//! Natural-language parsing for calendar requests.
//!
//! Everything here is rule-based and pure: each resolver is an ordered
//! table of pattern rules evaluated first-match-wins, and nothing reads the
//! system clock. Callers pass the reference instant explicitly.
//!
//! - `date`: "next week tuesday", "coming 30th", "june 30, 2026" → `NaiveDate`
//! - `time`: "2:30pm", "afternoon", "14:30" → `NaiveTime`
//! - `duration`: "half an hour", "90 mins" → minutes
//! - `intent`: availability / booking / casual
//! - `extract`: pulls all of the above, plus title and location, out of one utterance

pub mod date;
pub mod duration;
pub mod error;
pub mod extract;
pub mod intent;
pub mod time;

pub use error::{EntityKind, NlpError, NlpResult};
pub use extract::{ExtractionResult, extract};
pub use intent::{Intent, classify};
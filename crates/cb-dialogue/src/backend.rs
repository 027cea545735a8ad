//! Calendar backend abstraction.

use async_trait::async_trait;
use cb_protocol::{AvailabilityReport, EventRecord, EventRequest};
use chrono::NaiveDateTime;
use chrono_tz::Tz;

/// Failure reported by a collaborator. The message is shown to the user as-is.
#[derive(Debug, Clone, PartialEq, Eq, thiserror::Error)]
#[error("{0}")]
pub struct CollaboratorError(pub String);

impl CollaboratorError {
    pub fn new(message: impl Into<String>) -> Self {
        Self(message.into())
    }
}

/// A calendar the dialogue engine can query and write to.
#[async_trait]
pub trait CalendarBackend: Send + Sync {
    /// Events overlapping `[start, end)`, both local wall-clock times in `tz`.
    async fn check_availability(
        &self,
        start: NaiveDateTime,
        end: NaiveDateTime,
        tz: Tz,
    ) -> Result<AvailabilityReport, CollaboratorError>;

    /// Create an event. Implementations may refuse conflicting slots.
    async fn create_event(&self, request: &EventRequest) -> Result<EventRecord, CollaboratorError>;

    /// Name of this backend (for logging).
    fn backend_name(&self) -> &str;
}
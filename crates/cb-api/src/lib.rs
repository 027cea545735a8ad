//! CalBot API: library crate for the conversational scheduling server.
//!
//! Exposes `AppState`, `build_router` and the config so the binary
//! (`main.rs`) and `cb-e2e-tests` can assemble the same server.

pub mod config;
pub mod error;
pub mod routes;
pub mod state;

pub use config::ApiConfig;
pub use routes::build_router;
pub use state::AppState;
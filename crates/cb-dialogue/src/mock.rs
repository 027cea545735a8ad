//! In-memory calendar used for local development and tests.

use async_trait::async_trait;
use cb_protocol::{AvailabilityReport, Conflict, EventRecord, EventRequest};
use chrono::{Duration, NaiveDateTime};
use chrono_tz::Tz;
use std::sync::Arc;
use tokio::sync::RwLock;

use crate::backend::{CalendarBackend, CollaboratorError};

/// Alternatives are probed in 30-minute steps over the next four hours.
const ALTERNATIVE_STEP_MINUTES: i64 = 30;
const ALTERNATIVE_PROBES: i64 = 8;
const MAX_ALTERNATIVES: usize = 3;

#[derive(Default)]
struct Inner {
    events: Vec<EventRecord>,
    fail_next: Option<String>,
}

/// Calendar that keeps events in memory. Cheap to clone; clones share state.
#[derive(Clone, Default)]
pub struct MockCalendar {
    inner: Arc<RwLock<Inner>>,
}

impl MockCalendar {
    pub fn new() -> Self {
        Self::default()
    }

    /// Insert an event directly, bypassing conflict checks.
    pub async fn seed(&self, title: &str, start: NaiveDateTime, end: NaiveDateTime, tz: Tz) {
        let record = EventRecord {
            id: uuid::Uuid::now_v7().to_string(),
            title: title.to_string(),
            start,
            end,
            timezone: tz,
            location: None,
        };
        self.inner.write().await.events.push(record);
    }

    /// Make the next backend call fail with `message`.
    pub async fn fail_next(&self, message: impl Into<String>) {
        self.inner.write().await.fail_next = Some(message.into());
    }

    /// Snapshot of all stored events.
    pub async fn events(&self) -> Vec<EventRecord> {
        self.inner.read().await.events.clone()
    }

    async fn take_failure(&self) -> Result<(), CollaboratorError> {
        match self.inner.write().await.fail_next.take() {
            Some(message) => Err(CollaboratorError(message)),
            None => Ok(()),
        }
    }
}

fn conflicts_in(events: &[EventRecord], start: NaiveDateTime, end: NaiveDateTime) -> Vec<Conflict> {
    events
        .iter()
        .map(|e| Conflict {
            title: e.title.clone(),
            start: e.start,
            end: e.end,
        })
        .filter(|c| c.overlaps(start, end))
        .collect()
}

fn rejection_message(conflicts: &[Conflict], alternatives: &[NaiveDateTime]) -> String {
    let mut message = String::from("Time slot not available! Conflicting with:");
    for c in conflicts {
        message.push_str(&format!(
            "\n  - '{}' from {} to {}",
            c.title,
            c.start.format("%Y-%m-%d %H:%M"),
            c.end.format("%Y-%m-%d %H:%M")
        ));
    }

    if alternatives.is_empty() {
        message.push_str(
            "\n\nNo alternative slots found in the next 4 hours. Please try a different time.",
        );
    } else {
        message.push_str("\n\nAlternative time slots available:");
        for alt in alternatives {
            message.push_str(&format!("\n  - {}", alt.format("%Y-%m-%d %H:%M")));
        }
    }
    message
}

#[async_trait]
impl CalendarBackend for MockCalendar {
    async fn check_availability(
        &self,
        start: NaiveDateTime,
        end: NaiveDateTime,
        _tz: Tz,
    ) -> Result<AvailabilityReport, CollaboratorError> {
        self.take_failure().await?;
        let inner = self.inner.read().await;
        Ok(AvailabilityReport::busy(conflicts_in(&inner.events, start, end)))
    }

    async fn create_event(&self, request: &EventRequest) -> Result<EventRecord, CollaboratorError> {
        self.take_failure().await?;
        let mut inner = self.inner.write().await;

        let conflicts = conflicts_in(&inner.events, request.start, request.end());
        if !conflicts.is_empty() {
            let length = request.end() - request.start;
            let alternatives: Vec<NaiveDateTime> = (1..=ALTERNATIVE_PROBES)
                .map(|i| request.start + Duration::minutes(ALTERNATIVE_STEP_MINUTES * i))
                .filter(|alt| conflicts_in(&inner.events, *alt, *alt + length).is_empty())
                .take(MAX_ALTERNATIVES)
                .collect();
            tracing::info!(
                title = %request.title,
                conflicts = conflicts.len(),
                alternatives = alternatives.len(),
                "event rejected"
            );
            return Err(CollaboratorError(rejection_message(&conflicts, &alternatives)));
        }

        let record = EventRecord {
            id: uuid::Uuid::now_v7().to_string(),
            title: request.title.clone(),
            start: request.start,
            end: request.end(),
            timezone: request.timezone,
            location: request.location.clone(),
        };
        tracing::info!(id = %record.id, title = %record.title, start = %record.start, "event created");
        inner.events.push(record.clone());
        Ok(record)
    }

    fn backend_name(&self) -> &str {
        "mock"
    }
}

### REQUIRED ACTION
From the records above, copy each line where the word "title" can be found.

### YOUR SOLUTION
//! - `extract`: pulls all of the above, plus title and location, out of one utterance
    pub async fn seed(&self, title: &str, start: NaiveDateTime, end: NaiveDateTime, tz: Tz) {
            title: title.to_string(),
            title: e.title.clone(),
            c.title,
                title = %request.title,
            title: request.title.clone(),
        tracing::info!(id = %record.id, title = %record.title, start = %record.start, "event created");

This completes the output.